WHAT NEEDS TO BE DONE
Repeat only the lines below from the one containing "has no matching" through the one containing "usize, found: usize", inclusive, exactly as written.

SUPPLIED INFORMATION
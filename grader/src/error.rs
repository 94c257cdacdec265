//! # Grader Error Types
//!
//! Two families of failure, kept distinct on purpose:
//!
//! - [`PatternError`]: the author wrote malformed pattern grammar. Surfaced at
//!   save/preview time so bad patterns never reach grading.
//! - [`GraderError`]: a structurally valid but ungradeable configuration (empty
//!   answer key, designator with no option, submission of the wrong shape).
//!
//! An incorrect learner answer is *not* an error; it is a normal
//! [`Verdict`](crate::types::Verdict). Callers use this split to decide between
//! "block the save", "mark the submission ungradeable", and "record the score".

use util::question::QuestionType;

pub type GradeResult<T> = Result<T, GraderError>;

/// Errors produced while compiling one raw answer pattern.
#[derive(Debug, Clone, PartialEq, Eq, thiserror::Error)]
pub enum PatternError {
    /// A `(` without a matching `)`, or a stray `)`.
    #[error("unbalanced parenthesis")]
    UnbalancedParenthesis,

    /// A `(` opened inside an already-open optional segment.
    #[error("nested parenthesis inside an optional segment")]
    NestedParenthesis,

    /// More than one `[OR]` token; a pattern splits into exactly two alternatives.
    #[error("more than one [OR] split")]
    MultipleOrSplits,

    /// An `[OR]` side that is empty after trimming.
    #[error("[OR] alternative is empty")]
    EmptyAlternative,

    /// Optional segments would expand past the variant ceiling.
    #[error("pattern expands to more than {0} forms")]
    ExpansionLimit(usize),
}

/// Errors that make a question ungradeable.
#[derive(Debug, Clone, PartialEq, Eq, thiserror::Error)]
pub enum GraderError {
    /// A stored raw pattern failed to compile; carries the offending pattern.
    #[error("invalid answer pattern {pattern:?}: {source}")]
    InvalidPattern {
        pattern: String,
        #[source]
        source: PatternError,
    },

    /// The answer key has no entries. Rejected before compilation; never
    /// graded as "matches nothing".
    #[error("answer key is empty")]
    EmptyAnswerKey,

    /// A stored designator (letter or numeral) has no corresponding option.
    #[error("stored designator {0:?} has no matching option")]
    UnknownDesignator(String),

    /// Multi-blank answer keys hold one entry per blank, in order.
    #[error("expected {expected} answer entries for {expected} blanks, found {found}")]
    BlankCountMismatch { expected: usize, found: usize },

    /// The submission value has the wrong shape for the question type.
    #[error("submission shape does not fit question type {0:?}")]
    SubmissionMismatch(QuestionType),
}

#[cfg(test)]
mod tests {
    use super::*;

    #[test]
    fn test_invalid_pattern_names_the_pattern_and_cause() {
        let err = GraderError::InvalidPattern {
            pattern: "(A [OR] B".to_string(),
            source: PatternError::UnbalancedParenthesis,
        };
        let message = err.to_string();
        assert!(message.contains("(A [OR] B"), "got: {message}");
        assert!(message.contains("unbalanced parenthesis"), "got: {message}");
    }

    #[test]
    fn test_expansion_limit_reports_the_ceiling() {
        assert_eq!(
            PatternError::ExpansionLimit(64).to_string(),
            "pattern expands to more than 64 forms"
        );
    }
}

WRITTEN SOLUTION
    #[error("stored designator {0:?} has no matching option")]
    UnknownDesignator(String),

    /// Multi-blank answer keys hold one entry per blank, in order.
    #[error("expected {expected} answer entries for {expected} blanks, found {found}")]
    BlankCountMismatch { expected: usize, found: usize },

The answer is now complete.